Durée de vie supérieure et observance facilitée
D’une part une durée de vie supérieure à un semestre, une limite des antirétroviraux qui sera difficilement repoussée, et d’autre part une accessibilité accrue, une observance facilitée. « Les antirétroviraux placent la barre haut, mais il sera impossible de fournir tous les individus concernés du monde deux fois par an, alors qu’un vaccin efficace 3 voire 5 ans est une perspective réaliste » estime Fabien Sordet. En outre, les traitements antirétroviraux peuvent être mal tolérés par certains patients et d’autres « leur préféreront tout simplement un vaccin, c’est important d’avoir des alternatives » argumente Jean-Michel Molina. Avant de poursuivre « la recherche est transversale.
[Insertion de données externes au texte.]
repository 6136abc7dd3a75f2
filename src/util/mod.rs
pub mod assert;
pub mod hint;
pub mod num;
pub mod print;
Enrichir nos connaissances pourrait soutenir le développement d’un vaccin contre un autre virus, le cytomégalovirus par exemple. »

Un vaccin efficace 3 voire 5 ans est une perspective réaliste
La molécule de Gilead reste néanmoins une arme puissante dans la lutte contre le VIH, tout particulièrement pour mettre fin au sida. Cet objectif, l’Onusida a montré dans un rapport publié en 2023 qu’il était atteignable d’ici 2030. « On doit atteindre 95-95-95, c’est-à-dire que 95 % des personnes séropositives connaissent leur statut, que 95 % soient traitées et que 95 % aient une charge virale indétectable, détaille Christophe Martet, séropositif depuis 1984 et président de l’association Vers Paris et Seine-Saint-Denis sans sida et lui-même séropositif depuis 1984, l’épidémie s’éteindra ensuite d’elle-même ». Créée en 2016 à l’initiative de la Ville de Paris, l’association s’engage auprès des acteurs locaux pour atteindre l’objectif de L’Onusida. L’Île-de-France représente près de la moitié des cas de VIH en France et, parmi ceux-ci, les populations clefs sont les migrants et les hommes ayant des rapports sexuels avec des hommes (HSH) puisqu’elles représentent les trois quarts des nouvelles infections. « Il y a près de 14 000 prépeurs franciliens, ce qui a permis une diminution de près de 30 % des nouvelles infections à Paris entre 2014 et 2023. Malgré cet excellent chiffre, le meilleur des vaccins ce serait que tous les séropositifs connaissent leur statut et soient traités. » Le dépistage et la sensibilisation constituent deux axes majeurs pour les associations et professionnels de santé. Au cours des quarante dernières années, ce sont 35,7 à 51,1 millions de personnes qui ont succombé à des maladies liées au sida.